Está calor e em breve
tudo estará seco para que a aventura possa continuar.
- O farol é imponente e
muito bonito. Tem sete riscas brancas e cinco vermelhas, e as luzes piscam em
tons de verde e azul, quase tão intensas como o sol da manhã.
João Miguel resolve
levantar-se e dar pequenos passos na direção do farol de onde chegam, com
clareza, as mesmas duas vozes de há pouco:
- Aqui, estamos aqui,
João Miguel! É no alto do farol que terás de nos vir salvar! Aqui, estamos aqui
em cima, João Miguel! É no alto deste farol que terás de nos vir salvar!
Já não resta nenhuma
dúvida. Foi ali, bem no alto do farol, que o malvado Mestre Tino prendeu os
reis de Okatonga. O buldogue tirano enviou os ministros Aroma e Amora pelos
túneis do esquecimento até estes jardins escondidos no interior do palácio da
cidadela. Encarceraram os reis Alberto e Alberta no alto do edifício para que
nunca mais pudessem ser resgatados.
- Um, dois, três, quatro, semeada no jardim
Cinco, seis, sete, oito, uma flor carmesim
Nove, dez, onze, doze, com perfume de jasmim
Um, dois, três, quatro, semeada no quintal
Cinco, seis, sete, oito, uma flor do olival
Nove, dez, onze, doze, com perfume outonal
Um, dois, três, quatro, semeada na planura
Cinco, seis, sete, oito, uma flor cor de doçura
Nove, dez, onze, doze, com perfume de aventura
Um, dois, três, quatro, semeadas pelo campo
Cinco, seis, sete, oito, as flores cor de sarampo
Nove, dez, onze, doze, brilham como o pirilampo
Um, dois, três, quatro, semeada no jardim
Cinco, seis, sete, oito, esta história, para mim
Nove, dez, onze, doze, nunca mais terá um fim
Vindo, sabe-se lá de
onde, o saltitante Belchior pega nas botas e na camisa de pijama do menino e
desata a fugir com as peças do vestuário. O João Miguel fica sem reação, por
instantes, até que resolve perseguir o animal cinzento, correndo atrás dele
como uma flecha.
- Se pensas que vais escapar,
estás muito enganado, coelho maluco! – grita o rapaz muito exaltado.

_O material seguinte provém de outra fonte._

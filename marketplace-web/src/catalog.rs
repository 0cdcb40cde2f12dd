//! Seeded marketplace catalog and listing filters.
//!
//! The marketplace lists a curated set of batches until indexing minted
//! tokens off chain is wired up; filters run client-side over this set.

use chrono::NaiveDate;
use shared::dto::{BatchTimeline, Product};

fn date(y: i32, m: u32, d: u32) -> NaiveDate {
    NaiveDate::from_ymd_opt(y, m, d).expect("valid catalog date")
}

/// The curated batch listing shown on the marketplace page.
pub fn seeded_products() -> Vec<Product> {
    vec![
        Product {
            id: 1,
            name: "Batch Arabica Kintamani #A1".to_string(),
            origin: "Kintamani, Bali".to_string(),
            process: "Natural".to_string(),
            notes: "Fruity, Citrus, Caramel".to_string(),
            price_eth: 0.015,
            quantity: 120,
            timeline: BatchTimeline {
                harvested: date(2024, 7, 12),
                roasted: date(2024, 7, 20),
                packed: date(2024, 7, 22),
            },
            image: "https://source.unsplash.com/200x200/?coffee,beans".to_string(),
        },
        Product {
            id: 2,
            name: "Batch Robusta Temanggung #R7".to_string(),
            origin: "Temanggung, Central Java".to_string(),
            process: "Washed".to_string(),
            notes: "Bold, Nutty, Dark Chocolate".to_string(),
            price_eth: 0.010,
            quantity: 200,
            timeline: BatchTimeline {
                harvested: date(2024, 8, 1),
                roasted: date(2024, 8, 5),
                packed: date(2024, 8, 6),
            },
            image: "https://source.unsplash.com/200x200/?coffee,robusta".to_string(),
        },
        Product {
            id: 3,
            name: "Batch Liberica Jambi #L3".to_string(),
            origin: "Jambi, Sumatra".to_string(),
            process: "Honey Process".to_string(),
            notes: "Floral, Herbal, Sweet Finish".to_string(),
            price_eth: 0.022,
            quantity: 90,
            timeline: BatchTimeline {
                harvested: date(2024, 6, 18),
                roasted: date(2024, 6, 26),
                packed: date(2024, 6, 27),
            },
            image: "https://source.unsplash.com/200x200/?coffee,liberica".to_string(),
        },
        Product {
            id: 4,
            name: "Batch Excelsa Sulawesi #EX9".to_string(),
            origin: "South Sulawesi".to_string(),
            process: "Natural".to_string(),
            notes: "Tropical Fruit, Complex, Vibrant Acidity".to_string(),
            price_eth: 0.018,
            quantity: 150,
            timeline: BatchTimeline {
                harvested: date(2024, 9, 2),
                roasted: date(2024, 9, 10),
                packed: date(2024, 9, 11),
            },
            image: "https://source.unsplash.com/200x200/?coffee,excelsa".to_string(),
        },
        Product {
            id: 5,
            name: "Batch Geisha Gayo #G2".to_string(),
            origin: "Gayo Highlands, Aceh".to_string(),
            process: "Washed".to_string(),
            notes: "Jasmine, Bergamot, Honey".to_string(),
            price_eth: 0.042,
            quantity: 40,
            timeline: BatchTimeline {
                harvested: date(2024, 5, 30),
                roasted: date(2024, 6, 8),
                packed: date(2024, 6, 9),
            },
            image: "https://source.unsplash.com/200x200/?coffee,geisha".to_string(),
        },
    ]
}

/// Active listing filters. `None` means "no restriction".
#[derive(Debug, Clone, Default, PartialEq)]
pub struct ListingFilters {
    pub product_type: Option<String>,
    pub process: Option<String>,
    /// Inclusive ETH price bounds.
    pub price_range: Option<(f64, f64)>,
}

impl ListingFilters {
    pub fn matches(&self, product: &Product) -> bool {
        if let Some(product_type) = &self.product_type {
            if !product.name.contains(product_type.as_str()) {
                return false;
            }
        }
        if let Some(process) = &self.process {
            if &product.process != process {
                return false;
            }
        }
        if let Some((min, max)) = self.price_range {
            if product.price_eth < min || product.price_eth > max {
                return false;
            }
        }
        true
    }

    pub fn apply(&self, products: &[Product]) -> Vec<Product> {
        products
            .iter()
            .filter(|product| self.matches(product))
            .cloned()
            .collect()
    }
}

#[cfg(test)]
mod tests {
    use super::*;

    #[test]
    fn test_no_filters_keeps_everything() {
        let products = seeded_products();
        assert_eq!(ListingFilters::default().apply(&products).len(), products.len());
    }

    #[test]
    fn test_type_filter_matches_name() {
        let filters = ListingFilters {
            product_type: Some("Arabica".to_string()),
            ..Default::default()
        };
        let filtered = filters.apply(&seeded_products());
        assert_eq!(filtered.len(), 1);
        assert!(filtered[0].name.contains("Arabica"));
    }

    #[test]
    fn test_process_filter_is_exact() {
        let filters = ListingFilters {
            process: Some("Washed".to_string()),
            ..Default::default()
        };
        let filtered = filters.apply(&seeded_products());
        assert_eq!(filtered.len(), 2);
        assert!(filtered.iter().all(|p| p.process == "Washed"));
    }

    #[test]
    fn test_price_range_is_inclusive() {
        let filters = ListingFilters {
            price_range: Some((0.010, 0.015)),
            ..Default::default()
        };
        let filtered = filters.apply(&seeded_products());
        assert_eq!(filtered.len(), 2);
        assert!(filtered
            .iter()
            .all(|p| p.price_eth >= 0.010 && p.price_eth <= 0.015));
    }

    #[test]
    fn test_filters_compose() {
        let filters = ListingFilters {
            product_type: Some("Robusta".to_string()),
            process: Some("Natural".to_string()),
            price_range: None,
        };
        assert!(filters.apply(&seeded_products()).is_empty());
    }
}
impl<S> SessionState<S> {
    /// Fresh session: nothing connected, nothing in flight.
    pub fn new() -> Self {
        Self {
            address: None,
            signer: None,
            connecting: false,
            logged_out: false,
        }
    }

    /// Start a connect attempt. A second attempt while one is suspended in
    /// the wallet's approval UI is rejected rather than coalesced.
    pub fn begin_connect(&mut self) -> Result<()> {
        if self.connecting {
            return Err(WalletError::ConnectInProgress);
        }
        self.connecting = true;
        Ok(())
    }

    /// Success path of a connect.
    pub fn complete_connect(&mut self, address: String, signer: S) {
        self.address = Some(address);
        self.signer = Some(signer);
        self.connecting = false;
        self.logged_out = false;
    }

    /// Failure path of a connect: the session is left cleared.
    pub fn fail_connect(&mut self) {
        self.address = None;
        self.signer = None;
        self.connecting = false;
    }

    /// Disconnect-equivalent transition: clears the session and records
    /// the logout so consumers stop auto-reconnecting.
    pub fn clear(&mut self) {
        self.address = None;
        self.signer = None;
        self.connecting = false;
        self.logged_out = true;
    }

    /// Externally reported account switch: the address is replaced and the
    /// signer re-derived by the caller. `connecting` is deliberately left
    /// untouched; the switch is independent of any in-flight connect.
    pub fn replace_account(&mut self, address: String, signer: S) {
        self.address = Some(address);
        self.signer = Some(signer);
        self.logged_out = false;
    }

    pub fn address(&self) -> Option<&str> {
        self.address.as_deref()
    }

    pub fn signer(&self) -> Option<&S> {
        self.signer.as_ref()
    }

    pub fn is_connected(&self) -> bool {
        self.address.is_some()
    }

    pub fn is_connecting(&self) -> bool {
        self.connecting
    }

    pub fn has_logged_out(&self) -> bool {
        self.logged_out
    }

    pub fn view(&self) -> SessionView {
        SessionView {
            address: self.address.clone(),
            connecting: self.connecting,
            logged_out: self.logged_out,
        }
    }
}
use serde::{Deserialize, Serialize};

/// Response body returned by the upload endpoint after a successful
/// single-file POST. The CID addresses the stored artifact.
#[derive(Debug, Clone, Serialize, Deserialize, PartialEq, Eq)]
pub struct UploadResponse {
    pub cid: String,
}

impl UploadResponse {
    /// Content-addressed URI passed on chain as the batch token URI.
    pub fn ipfs_uri(&self) -> String {
        format!("ipfs://{}", self.cid)
    }
}

#[cfg(test)]
mod tests {
    use super::*;

    #[test]
    fn test_ipfs_uri() {
        let resp = UploadResponse {
            cid: "bafybeigdyrzt5sfp7udm7hu76uh7y26nf3efuylqabf3oclgtqy55fbzdi".to_string(),
        };
        assert_eq!(
            resp.ipfs_uri(),
            "ipfs://bafybeigdyrzt5sfp7udm7hu76uh7y26nf3efuylqabf3oclgtqy55fbzdi"
        );
    }

    #[test]
    fn test_upload_response_decodes() {
        let resp: UploadResponse = serde_json::from_str(r#"{"cid":"QmYwAPJzv5CZsnA"}"#).unwrap();
        assert_eq!(resp.cid, "QmYwAPJzv5CZsnA");
    }
}
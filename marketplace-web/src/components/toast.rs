//! Toast Notice Component
//!
//! Every caught failure in the app ends up here as a dismissable notice;
//! notices also auto-dismiss after a few seconds.

use leptos::prelude::*;

use crate::utils::constants::TOAST_DISMISS_MS;

#[derive(Debug, Clone, Copy, PartialEq, Eq)]
pub enum ToastKind {
    Success,
    Error,
}

#[derive(Debug, Clone, PartialEq, Eq)]
pub struct ToastMessage {
    pub text: String,
    pub kind: ToastKind,
}

impl ToastMessage {
    pub fn success(text: impl Into<String>) -> Self {
        Self {
            text: text.into(),
            kind: ToastKind::Success,
        }
    }

    pub fn error(text: impl Into<String>) -> Self {
        Self {
            text: text.into(),
            kind: ToastKind::Error,
        }
    }
}

#[component]
pub fn Toast(message: RwSignal<Option<ToastMessage>>) -> impl IntoView {
    Effect::new(move || {
        let Some(active) = message.get() else {
            return;
        };
        leptos::task::spawn_local(async move {
            gloo_timers::future::TimeoutFuture::new(TOAST_DISMISS_MS).await;
            // Only dismiss if a newer notice hasn't replaced this one.
            message.update(|slot| {
                if slot.as_ref() == Some(&active) {
                    *slot = None;
                }
            });
        });
    });

    view! {
        {move || message.get().map(|toast| {
            let accent = match toast.kind {
                ToastKind::Success => "#16a34a",
                ToastKind::Error => "#dc2626",
            };
            view! {
                <div
                    class="toast"
                    style=format!(
                        "position: fixed; bottom: 24px; left: 50%; transform: translateX(-50%); \
                         background: #ffffff; border: 1px solid #e5e5e5; border-left: 4px solid {}; \
                         border-radius: 8px; padding: 12px 16px; display: flex; gap: 12px; \
                         align-items: center; box-shadow: 0 4px 12px rgba(0,0,0,0.12);",
                        accent,
                    )
                >
                    <span>{toast.text.clone()}</span>
                    <button
                        style="border: none; background: none; cursor: pointer; font-size: 1.1em;"
                        on:click=move |_| message.set(None)
                    >
                        "\u{00d7}"
                    </button>
                </div>
            }
        })}
    }
}
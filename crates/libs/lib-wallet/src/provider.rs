//! The wallet capability seam.

use async_trait::async_trait;

use crate::error::Result;

/// Host-injected wallet capability.
///
/// This is the one edge through which the session manager reaches the
/// outside world. The front-end implements it over the browser's injected
/// provider; tests implement it with scripted results. The session runs on
/// a single-threaded event loop, hence `?Send`.
#[async_trait(?Send)]
pub trait WalletProvider {
    /// Opaque signing capability bound to one account.
    type Signer: Clone;

    /// Ask the wallet to expose its accounts.
    ///
    /// Suspends while the user approves or rejects the request in the
    /// wallet's own UI. An approved request with no accounts is reported
    /// as an empty list, not an error.
    async fn request_accounts(&self) -> Result<Vec<String>>;

    /// Derive a fresh signing capability for `address`.
    async fn derive_signer(&self, address: &str) -> Result<Self::Signer>;
}
//! Page-level components.

mod market;
mod minting;
mod roles;

pub use market::MarketPage;
pub use minting::MintingPage;
pub use roles::RolesPage;
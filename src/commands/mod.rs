//! CLI commands for rubric

pub mod dispatch;
pub mod extract;
pub mod list;
pub mod render;
pub mod show;
pub mod update;
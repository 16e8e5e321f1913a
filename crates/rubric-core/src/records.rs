//! Utilities for records output format
//!
//! - `Q <n> "<name>" criteria=<k> max=<score>`
//! - `C <n>.<m> "<name>" out_of=<score> weight=<w> modifiers=<list|->`
//! - `T max=<score> bonus=<score> questions=<n> criteria=<k>`
//! - `D <kind> line=<n> key=<key|-> "<detail>"`

use crate::extract::Diagnostic;
use crate::rubric::{format_score, AssignmentRubric, QuestionRubric, SubQuestionRubric};

/// Escape double quotes in a string for records format.
/// Replaces `"` with `\"` to allow safe embedding in quoted fields.
pub fn escape_quotes(s: &str) -> String {
    s.replace('\"', r#"\""#)
}

pub fn format_question_record(number: usize, question: &QuestionRubric) -> String {
    format!(
        "Q {} \"{}\" criteria={} max={}",
        number,
        escape_quotes(&question.name),
        question.sub_questions.len(),
        format_score(question.max_score())
    )
}

pub fn format_criterion_record(
    question_number: usize,
    number: usize,
    criterion: &SubQuestionRubric,
) -> String {
    let modifiers = if criterion.modifiers.is_empty() {
        "-".to_string()
    } else {
        criterion
            .modifiers
            .iter()
            .map(|m| m.as_str())
            .collect::<Vec<_>>()
            .join(",")
    };
    format!(
        "C {}.{} \"{}\" out_of={} weight={} modifiers={}",
        question_number,
        number,
        escape_quotes(&criterion.name),
        format_score(criterion.out_of),
        format_score(criterion.weight),
        modifiers
    )
}

pub fn format_totals_record(rubric: &AssignmentRubric) -> String {
    format!(
        "T max={} bonus={} questions={} criteria={}",
        format_score(rubric.max_score()),
        format_score(rubric.bonus_score()),
        rubric.questions.len(),
        rubric.criteria_count()
    )
}

pub fn format_diagnostic_record(diagnostic: &Diagnostic) -> String {
    format!(
        "D {} line={} key={} \"{}\"",
        diagnostic.kind,
        diagnostic.line_number(),
        diagnostic.key.as_deref().unwrap_or("-"),
        escape_quotes(&diagnostic.detail)
    )
}

/// All records for a rubric, numbering questions and criteria from 1
pub fn format_rubric_records(rubric: &AssignmentRubric) -> Vec<String> {
    let mut lines = Vec::with_capacity(rubric.criteria_count() + rubric.questions.len() + 1);
    for (qi, question) in rubric.questions.iter().enumerate() {
        lines.push(format_question_record(qi + 1, question));
        for (ci, criterion) in question.sub_questions.iter().enumerate() {
            lines.push(format_criterion_record(qi + 1, ci + 1, criterion));
        }
    }
    lines.push(format_totals_record(rubric));
    lines
}

#[cfg(test)]
mod tests {
    use super::*;
    use crate::extract::DiagnosticKind;
    use crate::rubric::Modifier;

    #[test]
    fn test_escape_quotes() {
        assert_eq!(escape_quotes(r#"say "hi""#), r#"say \"hi\""#);
    }

    #[test]
    fn test_rubric_records() {
        let rubric = AssignmentRubric::new(vec![QuestionRubric::new(
            "Part \"A\"",
            vec![
                SubQuestionRubric::new("correctness", 10.0, Default::default()),
                SubQuestionRubric::new(
                    "raw_extra",
                    2.5,
                    [Modifier::Bonus, Modifier::Numerical].into_iter().collect(),
                ),
            ],
        )]);

        assert_eq!(
            format_rubric_records(&rubric),
            vec![
                r#"Q 1 "Part \"A\"" criteria=2 max=10"#.to_string(),
                r#"C 1.1 "correctness" out_of=10 weight=1 modifiers=-"#.to_string(),
                r#"C 1.2 "raw_extra" out_of=2.5 weight=1 modifiers=bonus,numerical"#.to_string(),
                "T max=10 bonus=2.5 questions=1 criteria=2".to_string(),
            ]
        );
    }

    #[test]
    fn test_diagnostic_record() {
        let d = Diagnostic::new(DiagnosticKind::NoHeaderFound, 0, "rub: {a: 1}", "none");
        assert_eq!(
            format_diagnostic_record(&d),
            r#"D no_header_found line=1 key=- "none""#
        );
    }
}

Um, dois, três, quatro, esta bela brincadeira
Cinco, seis, sete, oito, torna a história verdadeira
Nove, dez, onze, doze, vai durar a vida inteira
Um, dois, três, quatro, não me tentes apanhar
Cinco, seis, sete, oito, vou correr até ao mar
Nove, dez, onze, doze, e nas ondas mergulhar
E do alto do farol as
vozes repetem, aflitas, o mesmo apelo:
- Aqui, estamos aqui,
João Miguel, no alto deste farol! Terás de o subir para nos salvar!
Belchior volta-se para o
menino e deita-lhe a língua de fora. Mostra-lhe as botas e a camisa do pijama,
agitando-as com as patas bem acima da sua cabeça.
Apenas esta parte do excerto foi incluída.